[Stored data]
————————

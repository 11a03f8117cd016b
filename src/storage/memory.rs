use std::sync::Mutex;

use crate::{errors::StoreError, ledger::Record};

use super::{decode_snapshot, encode_snapshot, LoadReport, RecordStore, Result};

/// Store that keeps the serialized snapshot in process memory.
#[derive(Debug, Default)]
pub struct MemoryRecordStore {
    blob: Mutex<String>,
}

impl MemoryRecordStore {
    pub fn new() -> Self {
        Self::default()
    }

    /// Seeds the store with a raw JSON blob, as left behind by another writer.
    pub fn from_json(raw: impl Into<String>) -> Self {
        Self {
            blob: Mutex::new(raw.into()),
        }
    }

    pub fn raw(&self) -> Result<String> {
        Ok(self.lock()?.clone())
    }

    fn lock(&self) -> Result<std::sync::MutexGuard<'_, String>> {
        self.blob
            .lock()
            .map_err(|_| StoreError::Storage("memory store lock poisoned".into()))
    }
}

impl RecordStore for MemoryRecordStore {
    fn load(&self) -> Result<LoadReport> {
        decode_snapshot(&self.lock()?)
    }

    fn save(&self, records: &[Record]) -> Result<()> {
        let json = encode_snapshot(records)?;
        *self.lock()? = json;
        Ok(())
    }
}

#[cfg(test)]
mod tests {
    use super::*;
    use crate::ledger::CalendarDate;

    #[test]
    fn saves_replace_the_snapshot() {
        let store = MemoryRecordStore::new();
        assert!(store.load().expect("empty").records.is_empty());
        let date = CalendarDate::parse("2025-02-01").expect("date");
        let record = Record::expense(30.0, date, Some(date)).expect("expense");
        store.save(std::slice::from_ref(&record)).expect("save");
        assert_eq!(store.load().expect("load").records, vec![record]);
        store.save(&[]).expect("clear");
        assert!(store.load().expect("load").records.is_empty());
        assert_eq!(store.raw().expect("raw").trim(), "[]");
    }

    #[test]
    fn seeded_blob_reports_skipped_entries() {
        let store = MemoryRecordStore::from_json(
            r#"[{"id":"x","amount":1,"type":"receita","date":"2025-13-01"}]"#,
        );
        let report = store.load().expect("load");
        assert_eq!(report.skipped.len(), 1);
        assert_eq!(report.skipped[0].id.as_deref(), Some("x"));
    }
}
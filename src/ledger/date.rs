//! Timezone-free calendar dates.

use std::{fmt, str::FromStr};

use chrono::{Datelike, Duration, NaiveDate, Weekday};
use serde::{Deserialize, Serialize};

use crate::errors::{LedgerError, Result};

const DATE_FORMAT: &str = "%Y-%m-%d";

/// A validated calendar date with no time or timezone attached.
///
/// Records carry their dates as `YYYY-MM-DD` strings; comparisons on this type are plain
/// calendar comparisons, so a date never drifts across a day boundary.
#[derive(Debug, Clone, Copy, PartialEq, Eq, PartialOrd, Ord, Hash, Serialize, Deserialize)]
#[serde(try_from = "String", into = "String")]
pub struct CalendarDate(NaiveDate);

impl CalendarDate {
    pub const MIN: CalendarDate = CalendarDate(NaiveDate::MIN);

    /// Parses a strict `YYYY-MM-DD` date.
    pub fn parse(input: &str) -> Result<Self> {
        let trimmed = input.trim();
        let bytes = trimmed.as_bytes();
        let shaped = bytes.len() == 10
            && bytes[4] == b'-'
            && bytes[7] == b'-'
            && bytes
                .iter()
                .enumerate()
                .all(|(idx, b)| idx == 4 || idx == 7 || b.is_ascii_digit());
        if !shaped {
            return Err(LedgerError::InvalidDateFormat(input.to_string()));
        }
        NaiveDate::parse_from_str(trimmed, DATE_FORMAT)
            .map(Self)
            .map_err(|_| LedgerError::InvalidDateFormat(input.to_string()))
    }

    pub fn from_ymd(year: i32, month: u32, day: u32) -> Result<Self> {
        NaiveDate::from_ymd_opt(year, month, day)
            .map(Self)
            .ok_or_else(|| LedgerError::InvalidDateFormat(format!("{year:04}-{month:02}-{day:02}")))
    }

    pub fn from_naive(date: NaiveDate) -> Self {
        Self(date)
    }

    pub fn naive(self) -> NaiveDate {
        self.0
    }

    pub fn year(self) -> i32 {
        self.0.year()
    }

    /// Month of year, 1-based.
    pub fn month(self) -> u32 {
        self.0.month()
    }

    /// Month of year, 0-based (January is 0).
    pub fn month_index(self) -> u32 {
        self.0.month0()
    }

    pub fn day(self) -> u32 {
        self.0.day()
    }

    pub fn weekday(self) -> Weekday {
        self.0.weekday()
    }

    /// `YYYY-MM` prefix of the date.
    pub fn month_key(self) -> String {
        format!("{:04}-{:02}", self.year(), self.month())
    }

    pub fn start_of_month(self) -> Self {
        // Day 1 exists in every month.
        Self(self.0 - Duration::days(i64::from(self.0.day0())))
    }

    /// Shifts by whole months, clamping the day to the length of the target month.
    pub fn shift_months(self, months: i32) -> Option<Self> {
        let index = self.year() * 12 + self.month_index() as i32 + months;
        let year = index.div_euclid(12);
        let month = index.rem_euclid(12) as u32 + 1;
        let day = self.day().min(days_in_month(year, month)?);
        NaiveDate::from_ymd_opt(year, month, day).map(Self)
    }

    pub fn add_days(self, days: i64) -> Self {
        Self(self.0 + Duration::days(days))
    }

    /// ISO-8601 week number (weeks start on Monday, week 1 holds the first Thursday).
    pub fn iso_week(self) -> u32 {
        self.0.iso_week().week()
    }

    /// Week number with weeks starting on Sunday and week 1 being the week that contains
    /// January 1st. The last days of December may already belong to week 1.
    pub fn sunday_week(self) -> u32 {
        let week_start = self.0 - Duration::days(i64::from(self.weekday().num_days_from_sunday()));
        if let Some(next_year_start) = sunday_week_one(self.year() + 1) {
            if self.0 >= next_year_start {
                return 1;
            }
        }
        match sunday_week_one(self.year()) {
            Some(year_start) => ((week_start - year_start).num_days() / 7 + 1) as u32,
            None => self.iso_week(),
        }
    }

    /// Monday-to-Sunday week containing this date, both ends inclusive.
    pub fn monday_week_bounds(self) -> (Self, Self) {
        let start = self.add_days(-i64::from(self.weekday().num_days_from_monday()));
        (start, start.add_days(6))
    }

    /// First and last day of this date's month.
    pub fn month_bounds(self) -> (Self, Self) {
        let start = self.start_of_month();
        let last = days_in_month(self.year(), self.month()).unwrap_or(28);
        (start, start.add_days(i64::from(last) - 1))
    }
}

fn sunday_week_one(year: i32) -> Option<NaiveDate> {
    let jan_first = NaiveDate::from_ymd_opt(year, 1, 1)?;
    Some(jan_first - Duration::days(i64::from(jan_first.weekday().num_days_from_sunday())))
}

fn days_in_month(year: i32, month: u32) -> Option<u32> {
    let (next_year, next_month) = if month == 12 {
        (year + 1, 1)
    } else {
        (year, month + 1)
    };
    let first_next = NaiveDate::from_ymd_opt(next_year, next_month, 1)?;
    Some((first_next - Duration::days(1)).day())
}

/// Parses a weekday name such as `mon` or `Tuesday`.
pub fn parse_weekday(input: &str) -> Result<Weekday> {
    Weekday::from_str(input.trim()).map_err(|_| LedgerError::InvalidWeekday(input.to_string()))
}

impl fmt::Display for CalendarDate {
    fn fmt(&self, f: &mut fmt::Formatter<'_>) -> fmt::Result {
        write!(f, "{}", self.0.format(DATE_FORMAT))
    }
}

impl FromStr for CalendarDate {
    type Err = LedgerError;

    fn from_str(s: &str) -> Result<Self> {
        Self::parse(s)
    }
}

impl TryFrom<String> for CalendarDate {
    type Error = LedgerError;

    fn try_from(value: String) -> Result<Self> {
        Self::parse(&value)
    }
}

impl From<CalendarDate> for String {
    fn from(date: CalendarDate) -> Self {
        date.to_string()
    }
}
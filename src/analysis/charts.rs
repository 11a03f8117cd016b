//! Chart series: monthly income against expenses, per-category totals and the
//! payables breakdown shown next to the pending list.

use std::collections::HashMap;

use chrono::Weekday;

use super::pending::{Period, PendingSummary};
use crate::ledger::{CalendarDate, EntryType, Record};

pub const UNCATEGORIZED: &str = "Uncategorized";

const WEEK_LABELS: [&str; 7] = ["Mon", "Tue", "Wed", "Thu", "Fri", "Sat", "Sun"];

/// Record selection shared by every chart. Unset fields match everything; dates are
/// inclusive.
#[derive(Debug, Clone, Default, PartialEq, Eq)]
pub struct ChartFilter {
    pub kind: Option<EntryType>,
    pub category: Option<String>,
    pub start: Option<CalendarDate>,
    pub end: Option<CalendarDate>,
}

impl ChartFilter {
    pub fn matches(&self, record: &Record) -> bool {
        if self.kind.is_some_and(|kind| record.entry_type() != kind) {
            return false;
        }
        if self
            .category
            .as_deref()
            .is_some_and(|category| record.category != category)
        {
            return false;
        }
        if self.start.is_some_and(|start| record.date < start) {
            return false;
        }
        if self.end.is_some_and(|end| record.date > end) {
            return false;
        }
        true
    }
}

#[derive(Debug, Clone, PartialEq)]
pub struct MonthlySeries {
    /// `YYYY-MM` keys, oldest first.
    pub months: Vec<String>,
    pub income: Vec<f64>,
    pub expense: Vec<f64>,
}

impl MonthlySeries {
    pub fn balance(&self) -> Vec<f64> {
        self.income
            .iter()
            .zip(&self.expense)
            .map(|(income, expense)| round_cents(income - expense))
            .collect()
    }
}

/// Income and expense totals for the last `months` months ending with the month of
/// `today`.
pub fn monthly_comparison(
    records: &[Record],
    today: CalendarDate,
    months: u32,
    filter: &ChartFilter,
) -> MonthlySeries {
    let current = today.start_of_month();
    let keys: Vec<String> = (0..months)
        .rev()
        .filter_map(|back| current.shift_months(-(back as i32)))
        .map(CalendarDate::month_key)
        .collect();

    let mut slots: HashMap<&str, (f64, f64)> =
        keys.iter().map(|key| (key.as_str(), (0.0, 0.0))).collect();
    for record in records.iter().filter(|record| filter.matches(record)) {
        let key = record.date.month_key();
        if let Some((income, expense)) = slots.get_mut(key.as_str()) {
            if record.is_income() {
                *income += record.amount;
            } else {
                *expense += record.amount;
            }
        }
    }

    let (income, expense): (Vec<f64>, Vec<f64>) = keys
        .iter()
        .map(|key| slots.get(key.as_str()).copied().unwrap_or_default())
        .map(|(income, expense)| (round_cents(income), round_cents(expense)))
        .unzip();
    MonthlySeries {
        months: keys,
        income,
        expense,
    }
}

#[derive(Debug, Clone, Copy, Default, PartialEq)]
pub struct KindTotals {
    pub income: f64,
    pub expense: f64,
}

impl KindTotals {
    pub fn balance(&self) -> f64 {
        self.income - self.expense
    }

    /// Share of each kind in percent, `None` when both totals are zero.
    pub fn shares(&self) -> Option<(f64, f64)> {
        let total = self.income + self.expense;
        (total > 0.0).then(|| {
            (
                round_cents(self.income / total * 100.0),
                round_cents(self.expense / total * 100.0),
            )
        })
    }
}

pub fn kind_totals(records: &[Record], filter: &ChartFilter) -> KindTotals {
    records
        .iter()
        .filter(|record| filter.matches(record))
        .fold(KindTotals::default(), |mut totals, record| {
            if record.is_income() {
                totals.income += record.amount;
            } else {
                totals.expense += record.amount;
            }
            totals
        })
}

#[derive(Debug, Clone, PartialEq)]
pub struct CategoryTotal {
    pub category: String,
    pub total: f64,
}

/// Per-category totals for one kind, in order of first appearance.
pub fn category_breakdown(
    records: &[Record],
    kind: EntryType,
    filter: &ChartFilter,
) -> Vec<CategoryTotal> {
    let mut totals: Vec<CategoryTotal> = Vec::new();
    for record in records
        .iter()
        .filter(|record| record.entry_type() == kind && filter.matches(record))
    {
        let label = if record.category.trim().is_empty() {
            UNCATEGORIZED
        } else {
            record.category.as_str()
        };
        match totals.iter_mut().find(|entry| entry.category == label) {
            Some(entry) => entry.total += record.amount,
            None => totals.push(CategoryTotal {
                category: label.to_string(),
                total: record.amount,
            }),
        }
    }
    totals
}

#[derive(Debug, Clone, PartialEq)]
pub struct PendingBucket {
    pub label: String,
    pub total: f64,
}

/// Buckets for the payables chart: one bar per item for a day, one per day of month
/// for a month, and Monday through Sunday for a week.
pub fn pending_breakdown(summary: &PendingSummary<'_>) -> Vec<PendingBucket> {
    match summary.period {
        Period::Day => summary
            .records
            .iter()
            .map(|record| PendingBucket {
                label: if record.description.trim().is_empty() {
                    record.id.to_string()
                } else {
                    record.description.clone()
                },
                total: record.amount,
            })
            .collect(),
        Period::Month => {
            let mut days: Vec<(u32, f64)> = Vec::new();
            for record in &summary.records {
                let Some(due) = record.due_date() else {
                    continue;
                };
                match days.iter_mut().find(|(day, _)| *day == due.day()) {
                    Some((_, total)) => *total += record.amount,
                    None => days.push((due.day(), record.amount)),
                }
            }
            days.sort_by_key(|(day, _)| *day);
            days.into_iter()
                .map(|(day, total)| PendingBucket {
                    label: format!("{day:02}"),
                    total,
                })
                .collect()
        }
        Period::Week => {
            let mut totals = [0.0; 7];
            for record in &summary.records {
                if let Some(due) = record.due_date() {
                    totals[weekday_slot(due.weekday())] += record.amount;
                }
            }
            WEEK_LABELS
                .iter()
                .zip(totals)
                .map(|(label, total)| PendingBucket {
                    label: (*label).to_string(),
                    total,
                })
                .collect()
        }
    }
}

fn weekday_slot(weekday: Weekday) -> usize {
    weekday.num_days_from_monday() as usize
}

fn round_cents(value: f64) -> f64 {
    (value * 100.0).round() / 100.0
}

#[cfg(test)]
mod tests {
    use super::*;
    use crate::analysis::pending::{filter_pending, PendingFilter};

    fn date(raw: &str) -> CalendarDate {
        CalendarDate::parse(raw).expect("valid date")
    }

    fn income(on: &str, amount: f64) -> Record {
        Record::income(amount, date(on)).expect("income")
    }

    fn expense(on: &str, amount: f64) -> Record {
        Record::expense(amount, date(on), None).expect("expense")
    }

    fn due(on: &str, amount: f64, description: &str) -> Record {
        Record::expense(amount, date("2025-01-01"), Some(date(on)))
            .expect("expense")
            .with_description(description)
    }

    #[test]
    fn monthly_comparison_covers_trailing_months() {
        let records = vec![
            income("2025-01-10", 100.004),
            income("2025-03-01", 50.0),
            expense("2025-03-15", 20.0),
            expense("2024-12-31", 999.0),
        ];
        let series = monthly_comparison(&records, date("2025-03-20"), 3, &ChartFilter::default());
        assert_eq!(series.months, vec!["2025-01", "2025-02", "2025-03"]);
        assert_eq!(series.income, vec![100.0, 0.0, 50.0]);
        assert_eq!(series.expense, vec![0.0, 0.0, 20.0]);
        assert_eq!(series.balance(), vec![100.0, 0.0, 30.0]);
    }

    #[test]
    fn chart_filter_applies_kind_category_and_dates() {
        let records = vec![
            income("2025-02-01", 10.0).with_category("Sales"),
            income("2025-02-10", 20.0),
            expense("2025-02-05", 5.0).with_category("Sales"),
            income("2025-03-01", 40.0).with_category("Sales"),
        ];
        let filter = ChartFilter {
            kind: Some(EntryType::Income),
            category: Some("Sales".into()),
            start: Some(date("2025-02-01")),
            end: Some(date("2025-02-28")),
        };
        let totals = kind_totals(&records, &filter);
        assert_eq!(totals, KindTotals { income: 10.0, expense: 0.0 });
    }

    #[test]
    fn kind_shares_are_percentages() {
        let totals = KindTotals { income: 75.0, expense: 25.0 };
        assert_eq!(totals.shares(), Some((75.0, 25.0)));
        assert_eq!(KindTotals::default().shares(), None);
    }

    #[test]
    fn category_breakdown_labels_blank_categories() {
        let records = vec![
            expense("2025-02-01", 10.0).with_category("Rent"),
            expense("2025-02-02", 5.0),
            expense("2025-02-03", 2.5).with_category("Rent"),
            income("2025-02-03", 99.0).with_category("Sales"),
        ];
        let breakdown = category_breakdown(&records, EntryType::Expense, &ChartFilter::default());
        assert_eq!(
            breakdown,
            vec![
                CategoryTotal { category: "Rent".into(), total: 12.5 },
                CategoryTotal { category: UNCATEGORIZED.into(), total: 5.0 },
            ]
        );
    }

    #[test]
    fn week_breakdown_has_seven_buckets() {
        let records = vec![due("2025-11-24", 10.0, "a"), due("2025-11-30", 5.0, "b")];
        let summary = filter_pending(&records, &PendingFilter::new(Period::Week, date("2025-11-26")));
        let buckets = pending_breakdown(&summary);
        assert_eq!(buckets.len(), 7);
        assert_eq!(buckets[0], PendingBucket { label: "Mon".into(), total: 10.0 });
        assert_eq!(buckets[6], PendingBucket { label: "Sun".into(), total: 5.0 });
        assert_eq!(buckets[3].total, 0.0);
    }

    #[test]
    fn month_breakdown_groups_by_day_of_month() {
        let records = vec![
            due("2025-11-20", 10.0, "a"),
            due("2025-11-03", 5.0, "b"),
            due("2025-11-20", 1.0, "c"),
        ];
        let summary =
            filter_pending(&records, &PendingFilter::new(Period::Month, date("2025-11-01")));
        let labels: Vec<(String, f64)> = pending_breakdown(&summary)
            .into_iter()
            .map(|bucket| (bucket.label, bucket.total))
            .collect();
        assert_eq!(labels, vec![("03".to_string(), 5.0), ("20".to_string(), 11.0)]);
    }

    #[test]
    fn day_breakdown_lists_items() {
        let records = vec![due("2025-11-29", 50.0, "Supplier"), due("2025-11-29", 7.0, "")];
        let summary = filter_pending(&records, &PendingFilter::new(Period::Day, date("2025-11-29")));
        let buckets = pending_breakdown(&summary);
        assert_eq!(buckets[0].label, "Supplier");
        assert_eq!(buckets[1].label, records[1].id.to_string());
    }
}
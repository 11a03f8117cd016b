use grocer_core::{cli::run_cli, init};

fn main() {
    init();

    if let Err(err) = run_cli() {
        eprintln!("Error: {err}");
        std::process::exit(1);
    }
}
#![doc(test(attr(deny(warnings))))]

//! Grocer Core keeps the income and expense records of a small grocery store and
//! derives revenue targets, pending payables, chart series and CSV exports from them.

pub mod analysis;
pub mod cli;
pub mod config;
pub mod currency;
pub mod errors;
pub mod export;
pub mod ledger;
pub mod storage;
pub mod time;
pub mod utils;

use std::sync::Once;

static INIT_TRACING: Once = Once::new();

/// Initializes global tracing and emits a startup info log.
pub fn init() {
    INIT_TRACING.call_once(|| {
        utils::init_tracing();
        tracing::info!("Grocer Core tracing initialized.");
    });
}

#[cfg(test)]
mod tests {
    #[test]
    fn init_does_not_panic() {
        super::init();
    }
}
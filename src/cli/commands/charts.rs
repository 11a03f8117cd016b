use crate::analysis::{
    category_breakdown, filter_pending, kind_totals, monthly_comparison, pending_breakdown,
    ChartFilter,
};
use crate::cli::commands::pending;
use crate::cli::core::{parse_months, CommandError, CommandResult, ParsedArgs, ShellContext};
use crate::cli::io;
use crate::cli::output::section;
use crate::cli::registry::CommandEntry;
use crate::ledger::EntryType;

const BAR_WIDTH: usize = 30;
const DEFAULT_CHART_MONTHS: u32 = 6;
const MAX_CHART_MONTHS: u32 = 36;
const FILTER_OPTIONS: [&str; 4] = ["kind", "category", "from", "to"];

pub(crate) fn definitions() -> Vec<CommandEntry> {
    vec![CommandEntry::new(
        "chart",
        "Draw text charts of income, expenses and payables",
        "chart monthly [--months N] | chart totals | chart categories [income|expense] | chart pending <day|week|month> [YYYY-MM-DD] [--weekday mon..sun] [--text T] | filters: --kind K --category C --from YYYY-MM-DD --to YYYY-MM-DD",
        cmd_chart,
    )]
}

fn cmd_chart(context: &mut ShellContext, args: &[&str]) -> CommandResult {
    let Some((view, rest)) = args.split_first() else {
        return Err(CommandError::InvalidArguments(
            "usage: chart <monthly|totals|categories|pending> [options]".into(),
        ));
    };
    match view.to_ascii_lowercase().as_str() {
        "monthly" => chart_monthly(context, rest),
        "totals" => chart_totals(context, rest),
        "categories" => chart_categories(context, rest),
        "pending" => chart_pending(context, rest),
        other => Err(CommandError::InvalidArguments(format!(
            "unknown chart `{}`",
            other
        ))),
    }
}

fn chart_filter(parsed: &ParsedArgs<'_>) -> Result<ChartFilter, CommandError> {
    Ok(ChartFilter {
        kind: parsed
            .value("kind")
            .map(str::parse::<EntryType>)
            .transpose()?,
        category: parsed
            .value("category")
            .map(str::trim)
            .filter(|category| !category.is_empty())
            .map(str::to_string),
        start: parsed.date("from")?,
        end: parsed.date("to")?,
    })
}

fn chart_monthly(context: &mut ShellContext, args: &[&str]) -> CommandResult {
    let mut options = FILTER_OPTIONS.to_vec();
    options.push("months");
    let parsed = ParsedArgs::parse(args, &options, &[])?;
    let months = match parsed.value("months") {
        Some(raw) => parse_months(raw)?,
        None => DEFAULT_CHART_MONTHS,
    };
    if !(1..=MAX_CHART_MONTHS).contains(&months) {
        return Err(CommandError::InvalidArguments(format!(
            "months must be between 1 and {}",
            MAX_CHART_MONTHS
        )));
    }
    let filter = chart_filter(&parsed)?;
    let series = monthly_comparison(context.book.records(), context.today(), months, &filter);

    section(format!("Income vs expenses, last {} month(s)", months));
    let max = series
        .income
        .iter()
        .chain(&series.expense)
        .copied()
        .fold(0.0, f64::max);
    for ((month, income), (expense, balance)) in series
        .months
        .iter()
        .zip(&series.income)
        .zip(series.expense.iter().zip(series.balance()))
    {
        io::print_info(format!(
            "{}  in  {:<width$} {}",
            month,
            bar(*income, max),
            context.money(*income),
            width = BAR_WIDTH
        ));
        io::print_info(format!(
            "         out {:<width$} {}",
            bar(*expense, max),
            context.money(*expense),
            width = BAR_WIDTH
        ));
        io::print_info(format!("         net {}", context.money(balance)));
    }
    Ok(())
}

fn chart_totals(context: &mut ShellContext, args: &[&str]) -> CommandResult {
    let parsed = ParsedArgs::parse(args, &FILTER_OPTIONS, &[])?;
    let filter = chart_filter(&parsed)?;
    let totals = kind_totals(context.book.records(), &filter);

    section("Income vs expenses");
    let Some((income_share, expense_share)) = totals.shares() else {
        io::print_info("No records match.");
        return Ok(());
    };
    let max = totals.income.max(totals.expense);
    io::print_info(format!(
        "Income   {:<width$} {} ({:.1}%)",
        bar(totals.income, max),
        context.money(totals.income),
        income_share,
        width = BAR_WIDTH
    ));
    io::print_info(format!(
        "Expenses {:<width$} {} ({:.1}%)",
        bar(totals.expense, max),
        context.money(totals.expense),
        expense_share,
        width = BAR_WIDTH
    ));
    io::print_info(format!("Balance: {}", context.money(totals.balance())));
    Ok(())
}

fn chart_categories(context: &mut ShellContext, args: &[&str]) -> CommandResult {
    let parsed = ParsedArgs::parse(args, &FILTER_OPTIONS, &[])?;
    let kind = match parsed.positional(0) {
        Some(raw) => raw.parse::<EntryType>()?,
        None => EntryType::Expense,
    };
    let filter = chart_filter(&parsed)?;
    let breakdown = category_breakdown(context.book.records(), kind, &filter);

    section(format!("{} by category", kind));
    if breakdown.is_empty() {
        io::print_info("No records match.");
        return Ok(());
    }
    let rows: Vec<(String, f64)> = breakdown
        .into_iter()
        .map(|entry| (entry.category, entry.total))
        .collect();
    print_bars(context, &rows);
    Ok(())
}

fn chart_pending(context: &mut ShellContext, args: &[&str]) -> CommandResult {
    let parsed = ParsedArgs::parse(args, &pending::FILTER_OPTIONS, &[])?;
    let filter = pending::parse_filter(context, &parsed)?;
    let summary = filter_pending(context.book.records(), &filter);

    section(format!("Pending expenses, {} {}", summary.period, summary.range));
    if summary.is_empty() {
        io::print_info("Nothing pending for this period.");
        return Ok(());
    }
    let rows: Vec<(String, f64)> = pending_breakdown(&summary)
        .into_iter()
        .map(|bucket| (bucket.label, bucket.total))
        .collect();
    print_bars(context, &rows);
    io::print_info(format!("Total: {}", context.money(summary.total)));
    Ok(())
}

fn print_bars(context: &ShellContext, rows: &[(String, f64)]) {
    let label_width = rows
        .iter()
        .map(|(label, _)| label.chars().count())
        .max()
        .unwrap_or(0)
        .min(24);
    let max = rows.iter().map(|(_, total)| *total).fold(0.0, f64::max);
    for (label, total) in rows {
        let label: String = label.chars().take(label_width).collect();
        io::print_info(format!(
            "{:<label_width$}  {:<width$} {}",
            label,
            bar(*total, max),
            context.money(*total),
            label_width = label_width,
            width = BAR_WIDTH
        ));
    }
}

/// Bar of `#` scaled so that `max` fills the full width. Non-zero values get at least one mark.
fn bar(value: f64, max: f64) -> String {
    if max <= 0.0 || value <= 0.0 {
        return String::new();
    }
    let len = ((value / max) * BAR_WIDTH as f64).round() as usize;
    "#".repeat(len.clamp(1, BAR_WIDTH))
}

————————

**What is being asked:** The lines above that hold the word "payables" are the ones to copy.

**Finished task:**
//! payables breakdown shown next to the pending list.
/// Buckets for the payables chart: one bar per item for a day, one per day of month
//! derives revenue targets, pending payables, chart series and CSV exports from them.
        "Draw text charts of income, expenses and payables",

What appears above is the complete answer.